◆ Task description ◆
Take the entries below and retype them exactly.
--------
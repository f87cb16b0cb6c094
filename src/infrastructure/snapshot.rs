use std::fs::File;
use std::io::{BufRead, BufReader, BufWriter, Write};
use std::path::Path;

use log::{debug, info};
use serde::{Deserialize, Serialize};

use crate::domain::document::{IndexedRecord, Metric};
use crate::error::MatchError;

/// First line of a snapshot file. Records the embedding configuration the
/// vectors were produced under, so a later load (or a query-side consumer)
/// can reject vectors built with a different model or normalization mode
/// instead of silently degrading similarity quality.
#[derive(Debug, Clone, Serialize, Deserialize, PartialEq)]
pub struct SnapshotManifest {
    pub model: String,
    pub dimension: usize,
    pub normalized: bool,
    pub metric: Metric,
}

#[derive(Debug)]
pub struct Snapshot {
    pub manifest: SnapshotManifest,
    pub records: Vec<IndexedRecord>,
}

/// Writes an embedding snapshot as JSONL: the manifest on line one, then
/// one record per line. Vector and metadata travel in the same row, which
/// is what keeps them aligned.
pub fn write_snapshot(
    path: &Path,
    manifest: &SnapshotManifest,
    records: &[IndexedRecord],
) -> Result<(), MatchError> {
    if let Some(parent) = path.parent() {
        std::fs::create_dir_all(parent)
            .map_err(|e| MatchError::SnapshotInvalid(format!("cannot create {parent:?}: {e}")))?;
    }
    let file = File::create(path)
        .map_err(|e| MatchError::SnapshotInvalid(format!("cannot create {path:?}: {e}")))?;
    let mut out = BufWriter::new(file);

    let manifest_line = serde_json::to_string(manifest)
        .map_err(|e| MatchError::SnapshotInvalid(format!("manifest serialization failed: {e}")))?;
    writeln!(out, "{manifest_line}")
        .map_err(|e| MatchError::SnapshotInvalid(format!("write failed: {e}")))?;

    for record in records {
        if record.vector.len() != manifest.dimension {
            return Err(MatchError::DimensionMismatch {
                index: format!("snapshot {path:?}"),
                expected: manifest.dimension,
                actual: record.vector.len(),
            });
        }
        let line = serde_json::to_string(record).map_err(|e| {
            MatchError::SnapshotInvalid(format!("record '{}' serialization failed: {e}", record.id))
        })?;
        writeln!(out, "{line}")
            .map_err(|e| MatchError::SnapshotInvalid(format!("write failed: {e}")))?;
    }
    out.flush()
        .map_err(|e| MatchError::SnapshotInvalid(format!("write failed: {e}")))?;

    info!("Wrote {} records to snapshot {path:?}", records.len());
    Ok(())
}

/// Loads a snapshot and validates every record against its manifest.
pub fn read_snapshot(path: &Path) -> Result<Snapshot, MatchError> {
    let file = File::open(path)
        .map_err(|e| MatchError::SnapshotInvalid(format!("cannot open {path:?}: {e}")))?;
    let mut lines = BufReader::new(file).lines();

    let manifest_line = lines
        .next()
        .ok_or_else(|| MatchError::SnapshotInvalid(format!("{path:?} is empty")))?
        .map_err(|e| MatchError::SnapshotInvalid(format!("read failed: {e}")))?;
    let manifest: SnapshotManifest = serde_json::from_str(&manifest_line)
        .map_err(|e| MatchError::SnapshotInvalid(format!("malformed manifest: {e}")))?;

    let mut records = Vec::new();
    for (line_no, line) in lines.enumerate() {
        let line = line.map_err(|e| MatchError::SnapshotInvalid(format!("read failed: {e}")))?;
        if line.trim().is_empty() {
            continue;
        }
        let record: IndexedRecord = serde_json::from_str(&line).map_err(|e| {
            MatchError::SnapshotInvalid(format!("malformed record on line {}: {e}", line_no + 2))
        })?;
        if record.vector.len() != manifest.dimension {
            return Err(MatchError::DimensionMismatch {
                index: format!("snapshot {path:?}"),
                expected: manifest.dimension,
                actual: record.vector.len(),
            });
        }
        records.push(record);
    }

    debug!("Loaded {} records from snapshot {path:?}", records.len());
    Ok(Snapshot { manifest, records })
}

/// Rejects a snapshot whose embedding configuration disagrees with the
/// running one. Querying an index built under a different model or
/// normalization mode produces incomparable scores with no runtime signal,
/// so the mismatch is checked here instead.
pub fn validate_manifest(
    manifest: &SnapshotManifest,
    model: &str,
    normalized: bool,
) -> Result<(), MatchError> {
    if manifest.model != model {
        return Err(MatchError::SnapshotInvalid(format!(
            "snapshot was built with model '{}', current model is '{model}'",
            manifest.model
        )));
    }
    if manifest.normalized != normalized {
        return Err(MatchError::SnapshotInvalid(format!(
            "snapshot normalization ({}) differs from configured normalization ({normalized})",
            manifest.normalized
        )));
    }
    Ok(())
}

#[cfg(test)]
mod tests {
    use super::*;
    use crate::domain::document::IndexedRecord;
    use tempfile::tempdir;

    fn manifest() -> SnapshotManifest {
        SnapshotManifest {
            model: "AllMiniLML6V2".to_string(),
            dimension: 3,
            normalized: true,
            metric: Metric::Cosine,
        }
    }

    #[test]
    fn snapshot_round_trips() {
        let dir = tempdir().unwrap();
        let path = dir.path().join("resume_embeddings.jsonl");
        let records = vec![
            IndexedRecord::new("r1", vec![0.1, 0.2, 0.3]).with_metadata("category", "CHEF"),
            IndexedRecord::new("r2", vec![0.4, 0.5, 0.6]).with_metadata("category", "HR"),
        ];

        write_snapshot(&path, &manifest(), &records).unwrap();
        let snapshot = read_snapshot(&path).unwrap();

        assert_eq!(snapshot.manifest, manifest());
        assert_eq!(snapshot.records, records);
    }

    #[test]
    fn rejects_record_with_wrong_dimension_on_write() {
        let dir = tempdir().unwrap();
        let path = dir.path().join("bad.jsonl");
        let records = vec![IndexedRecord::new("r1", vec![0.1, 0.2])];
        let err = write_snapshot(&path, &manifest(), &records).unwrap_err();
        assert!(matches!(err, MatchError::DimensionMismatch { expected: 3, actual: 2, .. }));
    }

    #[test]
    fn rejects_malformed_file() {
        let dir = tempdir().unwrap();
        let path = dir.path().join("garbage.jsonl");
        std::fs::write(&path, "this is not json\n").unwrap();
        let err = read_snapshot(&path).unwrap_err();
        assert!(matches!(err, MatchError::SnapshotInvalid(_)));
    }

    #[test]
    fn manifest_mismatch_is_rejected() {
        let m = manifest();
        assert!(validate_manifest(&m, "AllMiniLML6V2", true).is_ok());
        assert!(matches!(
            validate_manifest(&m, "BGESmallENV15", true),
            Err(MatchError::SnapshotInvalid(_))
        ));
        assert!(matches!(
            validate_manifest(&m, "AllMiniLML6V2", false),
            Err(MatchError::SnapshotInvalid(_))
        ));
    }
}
--------
◆ Solution for this problem ◆
repository f87cb16b0cb6c094
filename src/infrastructure/snapshot.rs
use std::fs::File;
use std::io::{BufRead, BufReader, BufWriter, Write};
use std::path::Path;

use log::{debug, info};
use serde::{Deserialize, Serialize};

use crate::domain::document::{IndexedRecord, Metric};
use crate::error::MatchError;

/// First line of a snapshot file. Records the embedding configuration the
/// vectors were produced under, so a later load (or a query-side consumer)
/// can reject vectors built with a different model or normalization mode
/// instead of silently degrading similarity quality.
#[derive(Debug, Clone, Serialize, Deserialize, PartialEq)]
pub struct SnapshotManifest {
    pub model: String,
    pub dimension: usize,
    pub normalized: bool,
    pub metric: Metric,
}

#[derive(Debug)]
pub struct Snapshot {
    pub manifest: SnapshotManifest,
    pub records: Vec<IndexedRecord>,
}

/// Writes an embedding snapshot as JSONL: the manifest on line one, then
/// one record per line. Vector and metadata travel in the same row, which
/// is what keeps them aligned.
pub fn write_snapshot(
    path: &Path,
    manifest: &SnapshotManifest,
    records: &[IndexedRecord],
) -> Result<(), MatchError> {
    if let Some(parent) = path.parent() {
        std::fs::create_dir_all(parent)
            .map_err(|e| MatchError::SnapshotInvalid(format!("cannot create {parent:?}: {e}")))?;
    }
    let file = File::create(path)
        .map_err(|e| MatchError::SnapshotInvalid(format!("cannot create {path:?}: {e}")))?;
    let mut out = BufWriter::new(file);

    let manifest_line = serde_json::to_string(manifest)
        .map_err(|e| MatchError::SnapshotInvalid(format!("manifest serialization failed: {e}")))?;
    writeln!(out, "{manifest_line}")
        .map_err(|e| MatchError::SnapshotInvalid(format!("write failed: {e}")))?;

    for record in records {
        if record.vector.len() != manifest.dimension {
            return Err(MatchError::DimensionMismatch {
                index: format!("snapshot {path:?}"),
                expected: manifest.dimension,
                actual: record.vector.len(),
            });
        }
        let line = serde_json::to_string(record).map_err(|e| {
            MatchError::SnapshotInvalid(format!("record '{}' serialization failed: {e}", record.id))
        })?;
        writeln!(out, "{line}")
            .map_err(|e| MatchError::SnapshotInvalid(format!("write failed: {e}")))?;
    }
    out.flush()
        .map_err(|e| MatchError::SnapshotInvalid(format!("write failed: {e}")))?;

    info!("Wrote {} records to snapshot {path:?}", records.len());
    Ok(())
}

/// Loads a snapshot and validates every record against its manifest.
pub fn read_snapshot(path: &Path) -> Result<Snapshot, MatchError> {
    let file = File::open(path)
        .map_err(|e| MatchError::SnapshotInvalid(format!("cannot open {path:?}: {e}")))?;
    let mut lines = BufReader::new(file).lines();

    let manifest_line = lines
        .next()
        .ok_or_else(|| MatchError::SnapshotInvalid(format!("{path:?} is empty")))?
        .map_err(|e| MatchError::SnapshotInvalid(format!("read failed: {e}")))?;
    let manifest: SnapshotManifest = serde_json::from_str(&manifest_line)
        .map_err(|e| MatchError::SnapshotInvalid(format!("malformed manifest: {e}")))?;

    let mut records = Vec::new();
    for (line_no, line) in lines.enumerate() {
        let line = line.map_err(|e| MatchError::SnapshotInvalid(format!("read failed: {e}")))?;
        if line.trim().is_empty() {
            continue;
        }
        let record: IndexedRecord = serde_json::from_str(&line).map_err(|e| {
            MatchError::SnapshotInvalid(format!("malformed record on line {}: {e}", line_no + 2))
        })?;
        if record.vector.len() != manifest.dimension {
            return Err(MatchError::DimensionMismatch {
                index: format!("snapshot {path:?}"),
                expected: manifest.dimension,
                actual: record.vector.len(),
            });
        }
        records.push(record);
    }

    debug!("Loaded {} records from snapshot {path:?}", records.len());
    Ok(Snapshot { manifest, records })
}

/// Rejects a snapshot whose embedding configuration disagrees with the
/// running one. Querying an index built under a different model or
/// normalization mode produces incomparable scores with no runtime signal,
/// so the mismatch is checked here instead.
pub fn validate_manifest(
    manifest: &SnapshotManifest,
    model: &str,
    normalized: bool,
) -> Result<(), MatchError> {
    if manifest.model != model {
        return Err(MatchError::SnapshotInvalid(format!(
            "snapshot was built with model '{}', current model is '{model}'",
            manifest.model
        )));
    }
    if manifest.normalized != normalized {
        return Err(MatchError::SnapshotInvalid(format!(
            "snapshot normalization ({}) differs from configured normalization ({normalized})",
            manifest.normalized
        )));
    }
    Ok(())
}

#[cfg(test)]
mod tests {
    use super::*;
    use crate::domain::document::IndexedRecord;
    use tempfile::tempdir;

    fn manifest() -> SnapshotManifest {
        SnapshotManifest {
            model: "AllMiniLML6V2".to_string(),
            dimension: 3,
            normalized: true,
            metric: Metric::Cosine,
        }
    }

    #[test]
    fn snapshot_round_trips() {
        let dir = tempdir().unwrap();
        let path = dir.path().join("resume_embeddings.jsonl");
        let records = vec![
            IndexedRecord::new("r1", vec![0.1, 0.2, 0.3]).with_metadata("category", "CHEF"),
            IndexedRecord::new("r2", vec![0.4, 0.5, 0.6]).with_metadata("category", "HR"),
        ];

        write_snapshot(&path, &manifest(), &records).unwrap();
        let snapshot = read_snapshot(&path).unwrap();

        assert_eq!(snapshot.manifest, manifest());
        assert_eq!(snapshot.records, records);
    }

    #[test]
    fn rejects_record_with_wrong_dimension_on_write() {
        let dir = tempdir().unwrap();
        let path = dir.path().join("bad.jsonl");
        let records = vec![IndexedRecord::new("r1", vec![0.1, 0.2])];
        let err = write_snapshot(&path, &manifest(), &records).unwrap_err();
        assert!(matches!(err, MatchError::DimensionMismatch { expected: 3, actual: 2, .. }));
    }

    #[test]
    fn rejects_malformed_file() {
        let dir = tempdir().unwrap();
        let path = dir.path().join("garbage.jsonl");
        std::fs::write(&path, "this is not json\n").unwrap();
        let err = read_snapshot(&path).unwrap_err();
        assert!(matches!(err, MatchError::SnapshotInvalid(_)));
    }

    #[test]
    fn manifest_mismatch_is_rejected() {
        let m = manifest();
        assert!(validate_manifest(&m, "AllMiniLML6V2", true).is_ok());
        assert!(matches!(
            validate_manifest(&m, "BGESmallENV15", true),
            Err(MatchError::SnapshotInvalid(_))
        ));
        assert!(matches!(
            validate_manifest(&m, "AllMiniLML6V2", false),
            Err(MatchError::SnapshotInvalid(_))
        ));
    }
}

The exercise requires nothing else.